08/20/11 5:20 PM ET
Brewers haven't lost faith in prospect Arnett
By Adam McCalvy / MLB.com
Narveson passes test, likely for Monday
NEW YORK -- Brewers left-hander Chris Narveson passed a big test in the Citi Field bullpen on Saturday afternoon, putting himself in a good position to rejoin the starting rotation for one of Monday's doubleheader games in Pittsburgh.Narveson is on the 15-day disabled list and has already missed two starts with a deep cut on his left thumb, suffered on Aug. 12 while he was using a scissors to fix his baseball glove. Narveson had been throwing with a bandage over the wound until Saturday, when he threw his full assortment of pitches with only some medical glue covering the cut. "It was nice to be able to take the bandage off and not have anything holding you back," Narveson said. "I didn't really think about it today in the bullpen, which is nice. You could just kind of throw your pitches." Said manager Ron Roenicke: "It's not 100 percent, but he looked really good. Right now, we're leaning [toward starting Narveson against the Pirates]." As of Saturday afternoon, the Brewers still faced some decisions ahead of Game 1 of Monday's doubleheader, which will start at 4 p.m. CT at PNC Park. Zack Greinke is likely to start the second game, and the team must decide which pitcher to send to the mound first. Greinke has told Brewers coaches he's OK starting either game, but the decision impacts whether the team summons a backup from Triple-A Nashville, either to replace a position player at the start of the doubleheader or to be at the ready in case a roster move is necessary between games. Roenicke said that right-hander Wily Peralta, Milwaukee's top prospect in MLB.com's latest rankings, was not being considered for that potential callup and that the pitcher officials have in mind is not currently on the 40-man roster. Roenicke could not name him, but it's almost certainly another Triple-A right-hander, Michael Fiers. Brewers officials have been debating the roster implications of their pending moves. They will have to clear a spot on the 25-man roster for Narveson to return from the DL, and, if they make a callup, the Brewers would have to clear an additional 25-man spot, plus a spot on the full 40-man roster. The team's greatest depth is on the infield, where Felipe Lopez has fallen to the bottom of the depth chart. "I couldn't believe there are that many decisions on this one [day]," Roenicke said.

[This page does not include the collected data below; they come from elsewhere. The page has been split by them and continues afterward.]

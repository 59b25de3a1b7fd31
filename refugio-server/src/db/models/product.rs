//! Product Model

use chrono::{DateTime, Utc};
use serde::{Deserialize, Serialize};
use surrealdb::RecordId;
use validator::Validate;

use super::serde_helpers;

/// Menu categories, fixed for the single restaurant
#[derive(Debug, Clone, Copy, Serialize, Deserialize, PartialEq, Eq)]
#[serde(rename_all = "lowercase")]
pub enum ProductCategory {
    Lanches,
    Bebidas,
    Acompanhamentos,
    Sobremesas,
}

impl ProductCategory {
    pub fn as_str(self) -> &'static str {
        match self {
            ProductCategory::Lanches => "lanches",
            ProductCategory::Bebidas => "bebidas",
            ProductCategory::Acompanhamentos => "acompanhamentos",
            ProductCategory::Sobremesas => "sobremesas",
        }
    }
}

impl std::fmt::Display for ProductCategory {
    fn fmt(&self, f: &mut std::fmt::Formatter<'_>) -> std::fmt::Result {
        f.write_str(self.as_str())
    }
}

/// Product entity
#[derive(Debug, Clone, Serialize, Deserialize)]
#[serde(rename_all = "camelCase")]
pub struct Product {
    #[serde(
        default,
        with = "serde_helpers::option_record_id",
        skip_serializing_if = "Option::is_none"
    )]
    pub id: Option<RecordId>,
    pub name: String,
    pub description: String,
    pub price: f64,
    pub category: ProductCategory,
    pub image: String,
    pub available: bool,
    /// Preparation time in minutes
    pub preparation_time: i32,
    pub created_at: DateTime<Utc>,
    pub updated_at: DateTime<Utc>,
}

impl Product {
    /// The `"product:id"` string used as a reference from order items
    pub fn id_string(&self) -> String {
        self.id.as_ref().map(|id| id.to_string()).unwrap_or_default()
    }
}

/// Create product payload
#[derive(Debug, Clone, Serialize, Deserialize, Validate)]
#[serde(rename_all = "camelCase")]
pub struct ProductCreate {
    #[validate(length(min = 1, max = 100, message = "Name must be 1-100 characters"))]
    pub name: String,
    #[validate(length(min = 1, max = 500, message = "Description must be 1-500 characters"))]
    pub description: String,
    #[validate(range(min = 0.0, message = "Price cannot be negative"))]
    pub price: f64,
    pub category: ProductCategory,
    #[validate(length(min = 1, message = "Image is required"))]
    pub image: String,
    pub available: Option<bool>,
    #[validate(range(min = 5, message = "Minimum preparation time is 5 minutes"))]
    pub preparation_time: Option<i32>,
}

/// Update product payload
#[derive(Debug, Clone, Serialize, Deserialize, Validate)]
#[serde(rename_all = "camelCase")]
pub struct ProductUpdate {
    #[validate(length(min = 1, max = 100, message = "Name must be 1-100 characters"))]
    #[serde(skip_serializing_if = "Option::is_none")]
    pub name: Option<String>,
    #[validate(length(min = 1, max = 500, message = "Description must be 1-500 characters"))]
    #[serde(skip_serializing_if = "Option::is_none")]
    pub description: Option<String>,
    #[validate(range(min = 0.0, message = "Price cannot be negative"))]
    #[serde(skip_serializing_if = "Option::is_none")]
    pub price: Option<f64>,
    #[serde(skip_serializing_if = "Option::is_none")]
    pub category: Option<ProductCategory>,
    #[serde(skip_serializing_if = "Option::is_none")]
    pub image: Option<String>,
    #[serde(skip_serializing_if = "Option::is_none")]
    pub available: Option<bool>,
    #[validate(range(min = 5, message = "Minimum preparation time is 5 minutes"))]
    #[serde(skip_serializing_if = "Option::is_none")]
    pub preparation_time: Option<i32>,
}
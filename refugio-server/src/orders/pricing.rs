//! Order Pricing Engine
//!
//! Pure pricing over an immutable catalog snapshot: no storage access, no
//! side effects. All arithmetic runs on `Decimal` and is rounded to 2 dp
//! (half-up) before crossing back to `f64` for storage/serialization.

use std::collections::HashMap;

use rust_decimal::prelude::*;
use thiserror::Error;

use shared::error::ApiError;
use shared::order::DeliveryType;

use crate::db::models::{OrderItem, OrderItemRequest, Product};

/// Rounding for monetary values (2 decimal places, half-up)
const DECIMAL_PLACES: u32 = 2;

/// Fixed surcharge for delivery orders; a policy constant, never user input
pub const DELIVERY_FEE: Decimal = Decimal::from_parts(500, 0, 0, false, 2);

/// Pricing failure modes
#[derive(Debug, Error)]
pub enum PricingError {
    #[error("Product {product} not found")]
    NotFound { product: String },

    #[error("Product {name} is not available")]
    Unavailable { name: String },

    #[error("Quantity for {product} must be a positive integer, got {quantity}")]
    InvalidQuantity { product: String, quantity: i32 },

    #[error("Product {name} has an invalid price")]
    InvalidPrice { name: String },
}

impl From<PricingError> for ApiError {
    fn from(err: PricingError) -> Self {
        match err {
            PricingError::NotFound { product } => {
                ApiError::not_found(format!("Product {}", product))
            }
            PricingError::Unavailable { name } => ApiError::unavailable(name),
            PricingError::InvalidQuantity { .. } => ApiError::validation(err.to_string()),
            PricingError::InvalidPrice { .. } => ApiError::internal(err.to_string()),
        }
    }
}

/// Priced order lines plus the derived totals
#[derive(Debug, Clone)]
pub struct PricedOrder {
    pub items: Vec<OrderItem>,
    pub items_total: f64,
    pub delivery_fee: f64,
    pub total: f64,
}

/// Delivery fee owed for the given delivery type
pub fn delivery_fee_for(delivery_type: DeliveryType) -> Decimal {
    match delivery_type {
        DeliveryType::Delivery => DELIVERY_FEE,
        DeliveryType::Pickup | DeliveryType::DineIn => Decimal::ZERO,
    }
}

fn round_money(value: Decimal) -> Decimal {
    value.round_dp_with_strategy(DECIMAL_PLACES, RoundingStrategy::MidpointAwayFromZero)
}

fn to_f64(value: Decimal) -> f64 {
    value.to_f64().unwrap_or_default()
}

/// Price the requested items against the catalog snapshot
///
/// Product name and price are copied into the resulting lines, decoupling
/// the order from future catalog edits. The grand total is
/// `sum(subtotals) + delivery fee`.
pub fn price_order(
    catalog: &HashMap<String, Product>,
    requested: &[OrderItemRequest],
    delivery_type: DeliveryType,
) -> Result<PricedOrder, PricingError> {
    let mut items = Vec::with_capacity(requested.len());
    let mut items_total = Decimal::ZERO;

    for request in requested {
        let product = catalog
            .get(&request.product)
            .ok_or_else(|| PricingError::NotFound {
                product: request.product.clone(),
            })?;

        if !product.available {
            return Err(PricingError::Unavailable {
                name: product.name.clone(),
            });
        }

        if request.quantity <= 0 {
            return Err(PricingError::InvalidQuantity {
                product: product.name.clone(),
                quantity: request.quantity,
            });
        }

        let price = Decimal::from_f64(product.price)
            .filter(|p| !p.is_sign_negative())
            .ok_or_else(|| PricingError::InvalidPrice {
                name: product.name.clone(),
            })?;

        let subtotal = round_money(price * Decimal::from(request.quantity));
        items_total += subtotal;

        items.push(OrderItem {
            product: product.id_string(),
            name: product.name.clone(),
            price: to_f64(round_money(price)),
            quantity: request.quantity,
            subtotal: to_f64(subtotal),
        });
    }

    let delivery_fee = delivery_fee_for(delivery_type);
    let total = round_money(items_total + delivery_fee);

    Ok(PricedOrder {
        items,
        items_total: to_f64(round_money(items_total)),
        delivery_fee: to_f64(delivery_fee),
        total: to_f64(total),
    })
}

Lopez slipping out of favor with Brewers
NEW YORK -- The Brewers acquired Felipe Lopez from the Rays last month hoping he'd revert to the player who batted .320 for Milwaukee in the second half of 2009. That would have made him a solid fill-in for injured second baseman Rickie Weeks, sidelined by a left ankle injury.Instead, Lopez entered Saturday's game at Citi Field with a .186 Brewers batting average and a spot on the bench, despite good success (6-for-14) against Mets starter Chris Capuano. Craig Counsell, Jerry Hairston Jr. and Josh Wilson have been starting at second base over Lopez, partly because they provide plus defense. Wilson got the nod on Saturday for his first career at-bats against Capuano. "It's not like [Lopez] is in the doghouse -- it's just production," manager Ron Roenicke said. "I was hoping that he would go off. Now, I'm trying to find somebody else who will get hot." He did not. "I was hoping when he came over, that basically, he was going to do offensively what he did [two] years ago," Roenicke said. "That's why I played him so many games in a row, because I wanted to see if he was going to swing it again. And he didn't. I don't want to say he won't get another opportunity, but that's really what we had him there to do." Lopez could be in danger of losing his spot. The Brewers will have to make a roster move on Monday, when left-hander Chris Narveson is expected to return from the disabled list to pitch in a doubleheader against the Pirates. If the Brewers opt to keep an extra pitcher, then a position player would have to be sent out.
Brewers manager Ron Roenicke was still a little miffed at the Mets on Saturday for the way they handled Friday's long rain delay. They waited to delay the game until minutes before the scheduled game time, after both starting pitchers had warmed up, for which umpiring crew chief Ed Rapuano apologized to Roenicke, even though home teams control decisions on delays before the first pitch.Shaun Marcum's velocity was down when the game finally began, but he went on to pitch seven strong innings in a 6-1 win. "The first inning or two, I was a little concerned," Roenicke said. "He just looked stiff. Then I watched him and thought, 'Wow, he got into a really nice rhythm.' ... He got past it, but he wasn't happy."